What's inside a battery?

However, it may be some time before today's popular battery types are replaced by more sustainable ones. It is therefore important to take a closer look at the electricity storage systems available today. In Switzerland, a wide variety of battery models are sold - mainly by major distributors. They differ, for example, in the materials used. Many are based on zinc-manganese. But they can also contain silver oxide, nickel, lithium, iron sulfide, aluminum, lead and cadmium. In both Switzerland and the EU, trade and sales of batteries containing mercury (chemical: Hg) or cadmium (Cd) are severely restricted. There is a limit value for mercury in batteries of 5 mg/kg and one of 20 mg/kg for cadmium. For lead, a declaration obligation applies on the battery or on the packaging from a mass fraction of more than 40 mg/kg.

But what use are regulations if it is not possible to check whether they are being complied with? Because until recently, there was hardly any way to check compliance in Switzerland; there was simply no reliable and recognized method for precisely determining the elements mentioned in batteries.

Learned a lot about batteries

A team from Empa's Advanced Analytical Technologies research department led by chemist Renato Figi was therefore commissioned by the Swiss Federal Office for the Environment to develop a method for analyzing the heavy metals mercury, lead and cadmium in various types of batteries. A task that turned out to be not so simple. This is because, unlike many objects that can simply be crushed to analyze their contents and then the chemical elements in a solution can be analyzed by various spectrometers, batteries cannot simply be shredded. Even attempting to open a power storage device can be quite dangerous. Again and again, there are accidents in which batteries have exploded due to such manipulations.

Claudia Schreiner could not expose herself to this danger in the Empa laboratory. She therefore turned to an Empa colleague, a specialist in the field of batteries and their dangers. Marcel Held from the "Transport at Nanoscale Interfaces" department advised her first and foremost to carefully discharge all batteries to be examined. Only then should one dare to look at the "inner workings" of a battery.

But not all batteries are the same. There are countless different designs. Even if one battery looks like a twin to another from the outside, the construction inside can differ significantly!

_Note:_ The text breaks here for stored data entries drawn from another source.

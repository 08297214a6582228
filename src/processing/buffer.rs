//! Sample accumulation with threshold-triggered analysis and bounded retention.
//!
//! The buffer grows one frame at a time. Analysis fires only when the length
//! lands exactly on one of the configured window sizes, so the FFT runs at a
//! few fixed granularities instead of on every frame.
//!
//! Once the length reaches the largest window size the buffer is cut back to
//! the most recent `largest / 4 - 1` samples (63 for a ceiling of 256). The
//! cut happens after the ceiling window has been snapshotted, so that window
//! is still analyzed. The next cycle then triggers at 64, 128 and 256.

use tracing::debug;

use super::ProcessingError;
use crate::types::Sample;

/// Owned snapshot of the most recent samples, handed to the analyzer.
#[derive(Debug, Clone, PartialEq)]
pub struct SampleWindow {
    samples: Vec<Sample>,
}

impl SampleWindow {
    pub fn new(samples: Vec<Sample>) -> Self {
        Self { samples }
    }

    pub fn len(&self) -> usize {
        self.samples.len()
    }

    pub fn is_empty(&self) -> bool {
        self.samples.is_empty()
    }

    pub fn samples(&self) -> &[Sample] {
        &self.samples
    }

    pub fn positions(&self) -> impl Iterator<Item = f64> + '_ {
        self.samples.iter().map(|s| s.position)
    }

    /// Frames per second implied by the first and last timestamps.
    ///
    /// `(N - 1) / (t_last - t_first)`
    pub fn sample_rate(&self) -> Result<f64, ProcessingError> {
        let (first, last) = match (self.samples.first(), self.samples.last()) {
            (Some(first), Some(last)) if self.samples.len() >= 2 => (first, last),
            _ => return Err(ProcessingError::InvalidSampleRate(0.0)),
        };

        let span = last.timestamp - first.timestamp;
        let rate = (self.samples.len() - 1) as f64 / span;
        if !span.is_finite() || span <= 0.0 || !rate.is_finite() {
            return Err(ProcessingError::InvalidSampleRate(rate));
        }
        Ok(rate)
    }
}

/// Timestamp-ordered position history.
#[derive(Debug, Clone)]
pub struct SampleBuffer {
    samples: Vec<Sample>,
    window_sizes: Vec<usize>,
}

impl SampleBuffer {
    /// Create a buffer that triggers at the given window sizes.
    ///
    /// Sizes are sorted and deduplicated. Each must be a power of two >= 2.
    pub fn new(mut window_sizes: Vec<usize>) -> Result<Self, ProcessingError> {
        window_sizes.sort_unstable();
        window_sizes.dedup();

        if window_sizes.is_empty() {
            return Err(ProcessingError::InvalidWindowLength { len: 0 });
        }
        if let Some(&bad) = window_sizes
            .iter()
            .find(|&&n| n < 2 || !n.is_power_of_two())
        {
            return Err(ProcessingError::InvalidWindowLength { len: bad });
        }

        let ceiling = window_sizes[window_sizes.len() - 1];
        Ok(Self {
            samples: Vec::with_capacity(ceiling),
            window_sizes,
        })
    }

    /// Append a sample to the tail.
    ///
    /// Rejects non-finite values and timestamps earlier than the current tail;
    /// the buffer is left unchanged in both cases.
    pub fn append(&mut self, sample: Sample) -> Result<(), ProcessingError> {
        if !sample.is_finite() {
            return Err(ProcessingError::NonFiniteSample);
        }
        if let Some(last) = self.samples.last() {
            if sample.timestamp < last.timestamp {
                return Err(ProcessingError::OutOfOrderSamples {
                    previous: last.timestamp,
                    timestamp: sample.timestamp,
                });
            }
        }
        self.samples.push(sample);
        Ok(())
    }

    /// Window size matched exactly by the current length, if any.
    pub fn triggered_window(&self) -> Option<usize> {
        let len = self.samples.len();
        self.window_sizes.iter().copied().find(|&n| n == len)
    }

    /// Snapshot of the most recent `n` samples.
    pub fn window(&self, n: usize) -> Option<SampleWindow> {
        if n == 0 || n > self.samples.len() {
            return None;
        }
        let start = self.samples.len() - n;
        Some(SampleWindow::new(self.samples[start..].to_vec()))
    }

    /// Cut back to the retention length if the ceiling has been reached.
    ///
    /// Returns true when samples were dropped.
    pub fn trim(&mut self) -> bool {
        if self.samples.len() < self.ceiling() {
            return false;
        }
        let keep = self.retain_len();
        let drop = self.samples.len() - keep;
        self.samples.drain(..drop);
        debug!(dropped = drop, retained = keep, "Sample buffer trimmed");
        true
    }

    pub fn clear(&mut self) {
        self.samples.clear();
    }

    pub fn len(&self) -> usize {
        self.samples.len()
    }

    pub fn is_empty(&self) -> bool {
        self.samples.is_empty()
    }

    pub fn window_sizes(&self) -> &[usize] {
        &self.window_sizes
    }

    /// Largest configured window size.
    pub fn ceiling(&self) -> usize {
        self.window_sizes[self.window_sizes.len() - 1]
    }

    /// Samples kept after a trim: `ceiling / 4 - 1`.
    pub fn retain_len(&self) -> usize {
        (self.ceiling() / 4).saturating_sub(1)
    }

    pub fn last(&self) -> Option<&Sample> {
        self.samples.last()
    }
}
//! Frequency-domain bandpass: keep only plausible oscillation frequencies.

use serde::{Deserialize, Serialize};

use super::{ProcessingError, Spectrum};

/// Per-bin pass mask. The DC bin is never passed.
#[derive(Debug, Clone, PartialEq, Serialize, Deserialize)]
pub struct BandMask {
    pass: Vec<bool>,
}

impl BandMask {
    pub fn passes(&self, bin: usize) -> bool {
        self.pass.get(bin).copied().unwrap_or(false)
    }

    pub fn pass_count(&self) -> usize {
        self.pass.iter().filter(|&&p| p).count()
    }

    pub fn len(&self) -> usize {
        self.pass.len()
    }

    pub fn is_empty(&self) -> bool {
        self.pass.is_empty()
    }
}

/// Spectrum with out-of-band bins zeroed.
#[derive(Debug, Clone, Serialize, Deserialize)]
pub struct FilteredSpectrum {
    frequencies: Vec<f64>,
    magnitudes: Vec<f64>,
    mask: BandMask,
    min_idx: usize,
    max_idx: usize,
}

impl FilteredSpectrum {
    pub fn frequencies(&self) -> &[f64] {
        &self.frequencies
    }

    pub fn magnitudes(&self) -> &[f64] {
        &self.magnitudes
    }

    pub fn mask(&self) -> &BandMask {
        &self.mask
    }

    /// Lowest retained bin
    pub fn min_idx(&self) -> usize {
        self.min_idx
    }

    /// Highest retained bin
    pub fn max_idx(&self) -> usize {
        self.max_idx
    }

    /// Number of bins between the band edges, inclusive.
    pub fn band_width_bins(&self) -> usize {
        self.max_idx - self.min_idx + 1
    }
}

/// Zeroes every bin outside `[lower_hz, higher_hz]`.
#[derive(Debug, Clone, Copy, PartialEq)]
pub struct BandpassFilter {
    lower_hz: f64,
    higher_hz: f64,
}

impl BandpassFilter {
    pub fn new(lower_hz: f64, higher_hz: f64) -> Self {
        Self {
            lower_hz,
            higher_hz,
        }
    }

    pub fn lower_hz(&self) -> f64 {
        self.lower_hz
    }

    pub fn higher_hz(&self) -> f64 {
        self.higher_hz
    }

    /// Build the pass mask for a frequency axis.
    pub fn mask(&self, frequencies: &[f64]) -> BandMask {
        let pass = frequencies
            .iter()
            .enumerate()
            .map(|(k, &f)| k > 0 && f >= self.lower_hz && f <= self.higher_hz)
            .collect();
        BandMask { pass }
    }

    /// Apply the band to a spectrum.
    ///
    /// Fails with [`ProcessingError::EmptyBand`] when the window length and
    /// sample rate leave no bin inside the band.
    pub fn filter(&self, spectrum: &Spectrum) -> Result<FilteredSpectrum, ProcessingError> {
        let mask = self.mask(&spectrum.frequencies);

        let mut min_idx: Option<usize> = None;
        let mut max_idx: Option<usize> = None;
        for k in (0..mask.len()).filter(|&k| mask.passes(k)) {
            min_idx.get_or_insert(k);
            max_idx = Some(k);
        }

        let (min_idx, max_idx) = match (min_idx, max_idx) {
            (Some(lo), Some(hi)) => (lo, hi),
            _ => {
                return Err(ProcessingError::EmptyBand {
                    lower_hz: self.lower_hz,
                    higher_hz: self.higher_hz,
                    resolution_hz: spectrum.resolution(),
                })
            }
        };

        let magnitudes = spectrum
            .magnitudes
            .iter()
            .enumerate()
            .map(|(k, &m)| if mask.passes(k) { m } else { 0.0 })
            .collect();

        Ok(FilteredSpectrum {
            frequencies: spectrum.frequencies.clone(),
            magnitudes,
            mask,
            min_idx,
            max_idx,
        })
    }
}

#[cfg(test)]
mod tests {
    use super::*;

    fn flat_spectrum(n: usize, sample_rate: f64) -> Spectrum {
        let bin = sample_rate / n as f64;
        Spectrum {
            frequencies: (0..n / 2).map(|k| k as f64 * bin).collect(),
            magnitudes: vec![1.0; n / 2],
            sample_rate,
            fft_size: n,
        }
    }

    #[test]
    fn test_zeroes_out_of_band_bins() {
        // 1 Hz resolution, bins 0..32 Hz
        let spectrum = flat_spectrum(64, 64.0);
        let filtered = BandpassFilter::new(2.5, 10.0).filter(&spectrum).unwrap();

        assert_eq!(filtered.min_idx, 3);
        assert_eq!(filtered.max_idx, 10);
        assert_eq!(filtered.mask().pass_count(), 8);
        for (k, m) in filtered.magnitudes.iter().enumerate() {
            let expected = if (3..=10).contains(&k) { 1.0 } else { 0.0 };
            assert_eq!(*m, expected, "bin {}", k);
        }
    }

    #[test]
    fn test_band_edges_are_inclusive() {
        let spectrum = flat_spectrum(64, 64.0);
        let filtered = BandpassFilter::new(4.0, 6.0).filter(&spectrum).unwrap();
        assert_eq!((filtered.min_idx, filtered.max_idx), (4, 6));
    }

    #[test]
    fn test_dc_never_passes() {
        let spectrum = flat_spectrum(32, 32.0);
        let filtered = BandpassFilter::new(0.0, 3.0).filter(&spectrum).unwrap();
        assert_eq!(filtered.min_idx, 1);
        assert_eq!(filtered.magnitudes[0], 0.0);
    }

    #[test]
    fn test_empty_band_when_resolution_too_coarse() {
        // 62.5 Hz resolution: first non-DC bin already above 50 Hz
        let spectrum = flat_spectrum(32, 2000.0);
        let err = BandpassFilter::new(0.5, 50.0).filter(&spectrum).unwrap_err();
        assert!(matches!(err, ProcessingError::EmptyBand { .. }));
    }

    #[test]
    fn test_empty_band_when_rate_too_low() {
        // 0.5 fps: highest bin is below 0.25 Hz
        let spectrum = flat_spectrum(32, 0.5);
        let err = BandpassFilter::new(0.5, 50.0).filter(&spectrum).unwrap_err();
        match err {
            ProcessingError::EmptyBand {
                lower_hz,
                higher_hz,
                resolution_hz,
            } => {
                assert_eq!(lower_hz, 0.5);
                assert_eq!(higher_hz, 50.0);
                assert!((resolution_hz - 0.5 / 32.0).abs() < 1e-12);
            }
            other => panic!("unexpected error {:?}", other),
        }
    }

    #[test]
    fn test_peak_ignores_band_edges_past_the_spectrum() {
        use crate::processing::PeakDetector;

        let filtered = FilteredSpectrum {
            frequencies: vec![0.0, 1.0, 2.0, 3.0],
            magnitudes: vec![0.0, 0.2, 0.7, 0.1],
            mask: BandMask {
                pass: vec![false, true, true, true],
            },
            min_idx: 1,
            max_idx: 40,
        };
        let peak = PeakDetector::new().peak(&filtered).unwrap();
        assert_eq!(peak.index, 2);

        let beyond = FilteredSpectrum {
            min_idx: 10,
            ..filtered
        };
        assert!(PeakDetector::new().peak(&beyond).is_none());
    }
}
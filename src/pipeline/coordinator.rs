//! Pipeline Coordinator - sample-to-weight processing sequence
//!
//! ```text
//! STEP 1: Append sample to the buffer (ordering / finiteness checks)
//! STEP 2: Threshold check (length exactly 32, 64, 128 or 256)
//! STEP 3: Snapshot the window, then trim the buffer at the ceiling
//! STEP 4: Spectrum → bandpass → peak
//! STEP 5: Period → raw weight → unit-scaled, tare-adjusted reading
//! ```
//!
//! Steps 3-5 run only when step 2 fires. A failure in any step withholds the
//! reading for that cycle; the previous display value stays up.

use chrono::Utc;
use tracing::{debug, info};

use super::{ControlCommand, PipelineCommand, PipelineState, PipelineStats, TareState};
use crate::config::{ConfigError, GaugeConfig};
use crate::physics_engine;
use crate::processing::{
    BandpassFilter, PeakDetector, PeakResult, ProcessingError, SampleBuffer, SampleWindow,
    SpectrumAnalyzer,
};
use crate::types::{CalibrationParams, DisplayState, Sample, UnitSpec, UnitTable, WeightReading};

/// Result of analyzing one window, before unit scaling.
#[derive(Debug, Clone, Copy, PartialEq)]
pub struct WindowAnalysis {
    pub peak: PeakResult,
    pub period_s: f64,
    pub raw_kg: f64,
    pub sample_rate_hz: f64,
    pub window_len: usize,
}

/// Owns all mutable pipeline state. One instance per tracked scale.
pub struct PipelineCoordinator {
    buffer: SampleBuffer,
    analyzer: SpectrumAnalyzer,
    band: BandpassFilter,
    peak_detector: PeakDetector,
    calibration: CalibrationParams,
    units: UnitTable,
    unit_id: String,
    unit: UnitSpec,
    tare: TareState,
    state: PipelineState,
    display: DisplayState,
    /// Latest analysis of the current tracking session
    last_analysis: Option<WindowAnalysis>,
    stats: PipelineStats,
}

impl PipelineCoordinator {
    /// Build a fully configured coordinator.
    ///
    /// The config is validated first; nothing is partially initialized.
    pub fn new(config: &GaugeConfig) -> Result<Self, ConfigError> {
        config.validate()?;

        let buffer = SampleBuffer::new(config.buffer.window_sizes.clone())
            .map_err(|e| ConfigError::Validation(vec![format!("buffer.window_sizes: {e}")]))?;
        let unit = config.active_unit().ok_or_else(|| {
            ConfigError::Validation(vec![format!(
                "display.unit '{}' is not defined under [units]",
                config.display.unit
            )])
        })?;

        info!(
            stiffness = config.calibration.spring_stiffness_n_per_m,
            spring_mass = config.calibration.spring_mass_kg,
            pan_mass = config.calibration.pan_mass_kg,
            band_low = config.band.lower_hz,
            band_high = config.band.higher_hz,
            windows = ?buffer.window_sizes(),
            unit = %config.display.unit,
            "Pipeline coordinator ready"
        );

        Ok(Self {
            buffer,
            analyzer: SpectrumAnalyzer::new(),
            band: BandpassFilter::new(config.band.lower_hz, config.band.higher_hz),
            peak_detector: PeakDetector::new(),
            calibration: config.calibration_params(),
            units: config.units.clone(),
            unit_id: config.display.unit.clone(),
            unit,
            tare: TareState::default(),
            state: PipelineState::Idle,
            display: DisplayState::NotAvailable,
            last_analysis: None,
            stats: PipelineStats::default(),
        })
    }

    /// Apply one queued command.
    ///
    /// Returns a reading only when a sample completed an analysis window.
    pub fn handle(
        &mut self,
        command: PipelineCommand,
    ) -> Result<Option<WeightReading>, ProcessingError> {
        match command {
            PipelineCommand::Sample(sample) => self.push_sample(sample),
            PipelineCommand::Control(control) => {
                self.stats.controls_handled += 1;
                self.apply_control(control).map(|_| None)
            }
            PipelineCommand::EndOfStream => Ok(None),
        }
    }

    /// STEP 1-5 for a single incoming sample.
    pub fn push_sample(&mut self, sample: Sample) -> Result<Option<WeightReading>, ProcessingError> {
        if let Err(e) = self.buffer.append(sample) {
            self.stats.samples_rejected += 1;
            return Err(e);
        }

        match self.state {
            PipelineState::Idle => {
                self.state = PipelineState::Tracking;
                if self.display == DisplayState::NotAvailable {
                    self.display = DisplayState::Computing;
                }
            }
            PipelineState::Measuring => self.state = PipelineState::Tracking,
            PipelineState::Tracking => {}
        }

        let Some(n) = self.buffer.triggered_window() else {
            return Ok(None);
        };
        let window = match self.buffer.window(n) {
            Some(w) => w,
            None => return Ok(None),
        };
        self.buffer.trim();

        self.stats.analyses_run += 1;
        let analysis = match self.analyze_window(&window) {
            Ok(a) => a,
            Err(e) => {
                self.stats.analyses_failed += 1;
                return Err(e);
            }
        };

        self.last_analysis = Some(analysis);
        self.state = PipelineState::Measuring;
        let reading = self.render(&analysis);
        self.display = DisplayState::Value(reading.clone());
        self.stats.readings_emitted += 1;
        Ok(Some(reading))
    }

    /// STEP 4-5 on an arbitrary window, without touching pipeline state.
    pub fn analyze_window(
        &mut self,
        window: &SampleWindow,
    ) -> Result<WindowAnalysis, ProcessingError> {
        let spectrum = self.analyzer.analyze(window)?;
        let filtered = self.band.filter(&spectrum)?;
        let peak = self
            .peak_detector
            .peak(&filtered)
            .ok_or(ProcessingError::EmptyBand {
                lower_hz: self.band.lower_hz(),
                higher_hz: self.band.higher_hz(),
                resolution_hz: spectrum.resolution(),
            })?;
        let period_s = physics_engine::period_from_frequency(peak.frequency)?;
        let raw_kg = physics_engine::raw_weight_kg(period_s, &self.calibration);

        debug!(
            window = window.len(),
            fps = spectrum.sample_rate,
            bins = filtered.band_width_bins(),
            peak_hz = peak.frequency,
            magnitude = peak.magnitude,
            raw_kg,
            "Window analyzed"
        );

        Ok(WindowAnalysis {
            peak,
            period_s,
            raw_kg,
            sample_rate_hz: spectrum.sample_rate,
            window_len: window.len(),
        })
    }

    pub fn apply_control(&mut self, control: ControlCommand) -> Result<(), ProcessingError> {
        match control {
            ControlCommand::Reset => {
                self.reset();
                Ok(())
            }
            ControlCommand::Zero => self.zero(),
            ControlCommand::BeginTracking => {
                self.begin_tracking();
                Ok(())
            }
            ControlCommand::SetUnit { unit } => self.set_unit(&unit),
        }
    }

    /// Back to Idle: empty buffer, no tare, nothing on the display.
    pub fn reset(&mut self) {
        self.buffer.clear();
        self.tare = TareState::default();
        self.last_analysis = None;
        self.state = PipelineState::Idle;
        self.display = DisplayState::NotAvailable;
        info!("Pipeline reset");
    }

    /// New target: restart accumulation but keep the tare.
    pub fn begin_tracking(&mut self) {
        self.buffer.clear();
        self.last_analysis = None;
        self.state = PipelineState::Tracking;
        self.display = DisplayState::Computing;
        info!("Tracking new target");
    }

    /// Capture the latest raw weight as the tare.
    ///
    /// Needs a reading from the current tracking session. That reading stays
    /// valid after the pipeline drops back to `Tracking` between thresholds,
    /// so a tare is accepted in either state. Only `Idle`, or `Tracking`
    /// before the first threshold, returns `NoMeasurement`.
    pub fn zero(&mut self) -> Result<(), ProcessingError> {
        let analysis = self.last_analysis.ok_or(ProcessingError::NoMeasurement)?;
        self.tare.zero_adjustment = analysis.raw_kg;
        self.display = DisplayState::Value(self.render(&analysis));
        info!(zero_adjustment_kg = analysis.raw_kg, "Tare captured");
        Ok(())
    }

    /// Switch the display unit. Affects formatting only.
    pub fn set_unit(&mut self, unit_id: &str) -> Result<(), ProcessingError> {
        let spec = self
            .units
            .get(unit_id)
            .copied()
            .ok_or_else(|| ProcessingError::UnknownUnit(unit_id.to_string()))?;
        self.unit_id = unit_id.to_string();
        self.unit = spec;
        if let Some(analysis) = self.last_analysis {
            self.display = DisplayState::Value(self.render(&analysis));
        }
        info!(unit = unit_id, "Display unit changed");
        Ok(())
    }

    fn render(&self, analysis: &WindowAnalysis) -> WeightReading {
        let value = physics_engine::weight(
            analysis.period_s,
            &self.calibration,
            self.tare.zero_adjustment,
            self.unit.ratio,
        );
        WeightReading {
            value,
            raw_kg: analysis.raw_kg,
            unit: self.unit_id.clone(),
            fractional_digits: self.unit.fractional_digits,
            peak_frequency_hz: analysis.peak.frequency,
            peak_magnitude: analysis.peak.magnitude,
            period_s: analysis.period_s,
            window_len: analysis.window_len,
            sample_rate_hz: analysis.sample_rate_hz,
            computed_at: Utc::now(),
        }
    }

    // ------------------------------------------------------------------
    // Accessors
    // ------------------------------------------------------------------

    pub fn state(&self) -> PipelineState {
        self.state
    }

    pub fn tare(&self) -> TareState {
        self.tare
    }

    pub fn display(&self) -> &DisplayState {
        &self.display
    }

    pub fn unit_id(&self) -> &str {
        &self.unit_id
    }

    pub fn buffer_len(&self) -> usize {
        self.buffer.len()
    }

    pub fn last_analysis(&self) -> Option<&WindowAnalysis> {
        self.last_analysis.as_ref()
    }

    pub fn stats(&self) -> PipelineStats {
        self.stats
    }
}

And something else became apparent during the work: Potentially hazardous substances are not always found where one would expect them to be. They can also be found in the seemingly harmless coating.

Control regulations

But the painstaking work in the laboratory has paid off: Empa's innovative method can now reliably determine the ingredients of common batteries in the trace range. For analysis, the batteries must first be discharged and then separated. The various components of the different battery types are sorted and then dissolved by boiling under pressure using an acid mixture. In this way, the heavy metals are dissolved and can be determined spectroscopically.

The method now makes it possible to monitor compliance with existing regulations. It is being used as part of a broad-based campaign by the FOEN. To ensure that the random samples of the different battery types provide as representative a picture as possible, around 80 different batteries will be selected over the course of the year and then analyzed at Empa.

The cantonal laboratory in Zurich is in charge of the campaign. The results are expected in 2024.